If you are in a situation like this then your finance agent may propose you a subprime home loan. If you later feel that your loan arrangement is not beneficial for you, then you can get your loan refinanced. However, you will not be bale to do this if your actual interest rates are mentioned in your original documents. This is so because the rates are so high that it is almost impossible to get a refinance and you may have to bear the burden of the high rates yourself.
In order to save yourself from being scammed, and getting the most suitable plan available for you, you must look for a genuine agent. While selecting an agent for you, you may want to look around and have a talk with different agents. This will give you a fair idea about them and you will be able to select an agent who will offer you the best deal possible. You can also find details about a particular agent online through the ?Better Business Bureau?, or you can find out by making a call at the company in which the agent is employed.
Get a subprime loan only if you are certain that it is the most suitable choice for you. Your agent will inform you about diverse other ways to get a loan on the basis of your financial condition. Don?t hurry and take enough time to explore all options and different types of loans available. Also ensure that you read the agreement well before accepting it.
Graham McKenzie is the content coordinator for South Arica?s leading Homeloans portal which amongst others offers Bond origination services for all major banks.
Filed under Mortgage by Graham McKenzie
December 31, 2009
A Reputable Mortgage Broker Is The Best Person To Arrange Your Mortgage Or Remortgage.
All of us have a particular thing that we do best.
This special ability can sometimes be a hobby a sport or a job that we particularly shine at. Not everyone who acts in the local repertory theatre ends up in Hollywood and wins an Oscar.Not every little model becomes a super model worshipped by the masses who knee at the shrine of celebrity.

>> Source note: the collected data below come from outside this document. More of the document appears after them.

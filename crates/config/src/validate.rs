//! Configuration validation.
//!
//! Missing credentials or a bad entry URL are fatal: the process must exit
//! before any poll attempt runs.

use secrecy::ExposeSecret;

use crate::schema::CitawatchConfig;

/// Severity level for a diagnostic.
#[derive(Debug, Clone, Copy, PartialEq, Eq, PartialOrd, Ord)]
pub enum Severity {
    Error,
    Warning,
}

impl std::fmt::Display for Severity {
    fn fmt(&self, f: &mut std::fmt::Formatter<'_>) -> std::fmt::Result {
        match self {
            Self::Error => write!(f, "error"),
            Self::Warning => write!(f, "warning"),
        }
    }
}

/// A single validation diagnostic.
#[derive(Debug, Clone)]
pub struct Diagnostic {
    pub severity: Severity,
    /// Dotted path, e.g. "telegram.chat_id"
    pub path: &'static str,
    pub message: String,
}

/// Result of validating a configuration.
#[derive(Debug, Clone, Default)]
pub struct ValidationResult {
    pub diagnostics: Vec<Diagnostic>,
}

impl ValidationResult {
    /// Returns `true` if any diagnostic is an error.
    #[must_use]
    pub fn has_errors(&self) -> bool {
        self.diagnostics
            .iter()
            .any(|d| d.severity == Severity::Error)
    }

    fn error(&mut self, path: &'static str, message: impl Into<String>) {
        self.diagnostics.push(Diagnostic {
            severity: Severity::Error,
            path,
            message: message.into(),
        });
    }

    fn warning(&mut self, path: &'static str, message: impl Into<String>) {
        self.diagnostics.push(Diagnostic {
            severity: Severity::Warning,
            path,
            message: message.into(),
        });
    }
}

/// Validate a loaded configuration.
pub fn validate(cfg: &CitawatchConfig) -> ValidationResult {
    let mut result = ValidationResult::default();

    if cfg.telegram.token.expose_secret().is_empty() {
        result.error(
            "telegram.token",
            "missing bot token (set telegram.token or TELEGRAM_BOT_TOKEN)",
        );
    }
    if cfg.telegram.chat_id.is_empty() {
        result.error(
            "telegram.chat_id",
            "missing chat id (set telegram.chat_id or TELEGRAM_CHAT_ID)",
        );
    } else if cfg.telegram.chat_id.parse::<i64>().is_err() {
        result.error(
            "telegram.chat_id",
            format!("chat id must be numeric, got {:?}", cfg.telegram.chat_id),
        );
    }

    if cfg.entry_url.is_empty() {
        result.error("entry_url", "missing entry URL");
    } else if let Err(e) = url::Url::parse(&cfg.entry_url) {
        result.error("entry_url", format!("invalid entry URL: {e}"));
    }

    if !cfg.target_fragment.starts_with('#') {
        result.warning(
            "target_fragment",
            format!(
                "fragment {:?} does not start with '#'",
                cfg.target_fragment
            ),
        );
    }

    if cfg.poll.max_attempts == 0 {
        result.error("poll.max_attempts", "must be at least 1");
    }
    if cfg.poll.delay_min_secs > cfg.poll.delay_max_secs {
        result.error(
            "poll.delay_min_secs",
            format!(
                "delay_min_secs ({}) exceeds delay_max_secs ({})",
                cfg.poll.delay_min_secs, cfg.poll.delay_max_secs
            ),
        );
    }

    result
}

#[allow(clippy::unwrap_used, clippy::expect_used)]
#[cfg(test)]
mod tests {
    use {secrecy::Secret, super::*};

    fn valid_config() -> CitawatchConfig {
        let mut cfg = CitawatchConfig::default();
        cfg.telegram.token = Secret::new("123:ABC".into());
        cfg.telegram.chat_id = "-100123".into();
        cfg
    }

    #[test]
    fn valid_config_passes() {
        let result = validate(&valid_config());
        assert!(!result.has_errors(), "{:?}", result.diagnostics);
    }

    #[test]
    fn missing_credentials_are_errors() {
        let result = validate(&CitawatchConfig::default());
        assert!(result.has_errors());
        let paths: Vec<_> = result.diagnostics.iter().map(|d| d.path).collect();
        assert!(paths.contains(&"telegram.token"));
        assert!(paths.contains(&"telegram.chat_id"));
    }

    #[test]
    fn non_numeric_chat_id_is_an_error() {
        let mut cfg = valid_config();
        cfg.telegram.chat_id = "not-a-number".into();
        assert!(validate(&cfg).has_errors());
    }

    #[test]
    fn bad_entry_url_is_an_error() {
        let mut cfg = valid_config();
        cfg.entry_url = "not a url".into();
        assert!(validate(&cfg).has_errors());
    }

    #[test]
    fn empty_entry_url_is_an_error() {
        let mut cfg = valid_config();
        cfg.entry_url = String::new();
        assert!(validate(&cfg).has_errors());
    }

    #[test]
    fn fragment_without_hash_is_a_warning() {
        let mut cfg = valid_config();
        cfg.target_fragment = "services".into();
        let result = validate(&cfg);
        assert!(!result.has_errors());
        assert!(
            result
                .diagnostics
                .iter()
                .any(|d| d.severity == Severity::Warning)
        );
    }

    #[test]
    fn zero_attempts_is_an_error() {
        let mut cfg = valid_config();
        cfg.poll.max_attempts = 0;
        assert!(validate(&cfg).has_errors());
    }

    #[test]
    fn inverted_delay_bounds_are_an_error() {
        let mut cfg = valid_config();
        cfg.poll.delay_min_secs = 60;
        cfg.poll.delay_max_secs = 10;
        assert!(validate(&cfg).has_errors());
    }
}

Similarly with a job or profession. Everyone has a skill and others make use of someones special skill. That is for example if we want someone to play the piano at our party we hire a pianist. If we need a new front door supplied and fitted we employ the services of a carpenter. If we want our home decorated we telephone a house painter or decorator. If we are plagued with toothache we visit a dentist. When sick the doctor’s surgery is our port of call.
We would never dream of doing the fore going ourselves, would we?
When it comes to all the examples in the previous paragraphs we seek help from the experts, and yet when it comes to such an important event as taking out either a first or subsequent mortgage we seem to think that we can arrange it ourselves.
If a homeowner wants a remortgage whether it is like for like which means taking out a remortgage of the same amount as the existing mortgage to obtain a better interest rate, or to obtain a higher amount than the existing mortgage to get extra money for a large variety of reasons, people again very frequently do not seek the help of an expert. A remortgage has a multitude of purposes such as to buy a motor home, a caravan or even a boat. A remortgage is a great method of carrying out home improvements particularly if it is a large project.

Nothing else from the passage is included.